Stored items
=-=-=

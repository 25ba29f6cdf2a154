//! Fire-and-forget per-memory enrichment.
//!
//! Spawned after every gated insert and batch-driven by the sleep cycle's
//! catch-up phase. Never returns an error: every failure path resolves to
//! a status transition plus a log line. Transient failures leave the memory
//! `pending` with its retry counter bumped until the budget runs out.

use tokio_util::sync::CancellationToken;
use tracing::{debug, warn};

use crate::db_call;
use crate::extract;
use crate::llm::LlmConfig;
use crate::store::ExtractionStatus;
use crate::thresholds::MAX_EXTRACTION_RETRIES;
use crate::SharedStore;

#[derive(Debug, Clone)]
pub struct ExtractionOutcome {
    pub success: bool,
    pub memory_id: String,
}

/// Enrich one memory: extract entities, write them atomically, advance the
/// extraction status.
pub async fn run_background_extraction(
    store: &SharedStore,
    cfg: &LlmConfig,
    memory_id: &str,
    text: &str,
    current_retries: i64,
    cancel: &CancellationToken,
) -> ExtractionOutcome {
    let outcome = |success: bool| ExtractionOutcome { success, memory_id: memory_id.to_string() };

    if !cfg.enabled {
        set_status(store, memory_id, ExtractionStatus::Skipped, false).await;
        return outcome(true);
    }

    let (result, transient) = extract::extract_entities(cfg, text, cancel).await;

    let result = match (result, transient) {
        (Some(r), _) => r,
        (None, true) => {
            // Transient: spend one retry. The budget exhausts to `failed`.
            let exhausted = current_retries + 1 >= MAX_EXTRACTION_RETRIES;
            if exhausted {
                warn!(id = %memory_id, retries = current_retries + 1, "extraction retry budget exhausted");
                set_status(store, memory_id, ExtractionStatus::Failed, true).await;
            } else {
                debug!(id = %memory_id, retries = current_retries + 1, "transient extraction failure, will retry");
                set_status(store, memory_id, ExtractionStatus::Pending, true).await;
            }
            return outcome(false);
        }
        (None, false) => {
            set_status(store, memory_id, ExtractionStatus::Failed, false).await;
            return outcome(false);
        }
    };

    if result.is_empty() {
        // Valid answer, nothing to link. The memory is simply atomic.
        set_status(store, memory_id, ExtractionStatus::Complete, false).await;
        return outcome(true);
    }

    let id = memory_id.to_string();
    let write = db_call(store, move |s| {
        s.batch_entity_operations(
            &id,
            &result.entities,
            &result.relationships,
            &result.tags,
            result.category,
        )
    })
    .await
    .and_then(|inner| inner);

    match write {
        Ok(()) => outcome(true),
        Err(e) if e.is_transient() && current_retries + 1 < MAX_EXTRACTION_RETRIES => {
            warn!(id = %memory_id, error = %e, "transient graph write failure, will retry");
            set_status(store, memory_id, ExtractionStatus::Pending, true).await;
            outcome(false)
        }
        Err(e) => {
            // Transient with an exhausted budget still spends the retry;
            // a permanent write failure does not.
            let bump = e.is_transient();
            warn!(id = %memory_id, error = %e, "graph write failed");
            set_status(store, memory_id, ExtractionStatus::Failed, bump).await;
            outcome(false)
        }
    }
}

async fn set_status(store: &SharedStore, memory_id: &str, status: ExtractionStatus, bump: bool) {
    let id = memory_id.to_string();
    let result = db_call(store, move |s| s.update_extraction_status(&id, status, bump)).await;
    match result {
        Ok(Ok(_)) => {}
        Ok(Err(e)) => warn!(id = %memory_id, error = %e, "status update failed"),
        Err(e) => warn!(id = %memory_id, error = %e, "status update task failed"),
    }
}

=-=-=

### [Task description]
Every line of the data must appear again in the answer, exactly as written.

### [Solution for this exercise]
repository 25ba29f6cdf2a154
//! Fire-and-forget per-memory enrichment.
//!
//! Spawned after every gated insert and batch-driven by the sleep cycle's
//! catch-up phase. Never returns an error: every failure path resolves to
//! a status transition plus a log line. Transient failures leave the memory
//! `pending` with its retry counter bumped until the budget runs out.

use tokio_util::sync::CancellationToken;
use tracing::{debug, warn};

use crate::db_call;
use crate::extract;
use crate::llm::LlmConfig;
use crate::store::ExtractionStatus;
use crate::thresholds::MAX_EXTRACTION_RETRIES;
use crate::SharedStore;

#[derive(Debug, Clone)]
pub struct ExtractionOutcome {
    pub success: bool,
    pub memory_id: String,
}

/// Enrich one memory: extract entities, write them atomically, advance the
/// extraction status.
pub async fn run_background_extraction(
    store: &SharedStore,
    cfg: &LlmConfig,
    memory_id: &str,
    text: &str,
    current_retries: i64,
    cancel: &CancellationToken,
) -> ExtractionOutcome {
    let outcome = |success: bool| ExtractionOutcome { success, memory_id: memory_id.to_string() };

    if !cfg.enabled {
        set_status(store, memory_id, ExtractionStatus::Skipped, false).await;
        return outcome(true);
    }

    let (result, transient) = extract::extract_entities(cfg, text, cancel).await;

    let result = match (result, transient) {
        (Some(r), _) => r,
        (None, true) => {
            // Transient: spend one retry. The budget exhausts to `failed`.
            let exhausted = current_retries + 1 >= MAX_EXTRACTION_RETRIES;
            if exhausted {
                warn!(id = %memory_id, retries = current_retries + 1, "extraction retry budget exhausted");
                set_status(store, memory_id, ExtractionStatus::Failed, true).await;
            } else {
                debug!(id = %memory_id, retries = current_retries + 1, "transient extraction failure, will retry");
                set_status(store, memory_id, ExtractionStatus::Pending, true).await;
            }
            return outcome(false);
        }
        (None, false) => {
            set_status(store, memory_id, ExtractionStatus::Failed, false).await;
            return outcome(false);
        }
    };

    if result.is_empty() {
        // Valid answer, nothing to link. The memory is simply atomic.
        set_status(store, memory_id, ExtractionStatus::Complete, false).await;
        return outcome(true);
    }

    let id = memory_id.to_string();
    let write = db_call(store, move |s| {
        s.batch_entity_operations(
            &id,
            &result.entities,
            &result.relationships,
            &result.tags,
            result.category,
        )
    })
    .await
    .and_then(|inner| inner);

    match write {
        Ok(()) => outcome(true),
        Err(e) if e.is_transient() && current_retries + 1 < MAX_EXTRACTION_RETRIES => {
            warn!(id = %memory_id, error = %e, "transient graph write failure, will retry");
            set_status(store, memory_id, ExtractionStatus::Pending, true).await;
            outcome(false)
        }
        Err(e) => {
            // Transient with an exhausted budget still spends the retry;
            // a permanent write failure does not.
            let bump = e.is_transient();
            warn!(id = %memory_id, error = %e, "graph write failed");
            set_status(store, memory_id, ExtractionStatus::Failed, bump).await;
            outcome(false)
        }
    }
}

async fn set_status(store: &SharedStore, memory_id: &str, status: ExtractionStatus, bump: bool) {
    let id = memory_id.to_string();
    let result = db_call(store, move |s| s.update_extraction_status(&id, status, bump)).await;
    match result {
        Ok(Ok(_)) => {}
        Ok(Err(e)) => warn!(id = %memory_id, error = %e, "status update failed"),
        Err(e) => warn!(id = %memory_id, error = %e, "status update task failed"),
    }
}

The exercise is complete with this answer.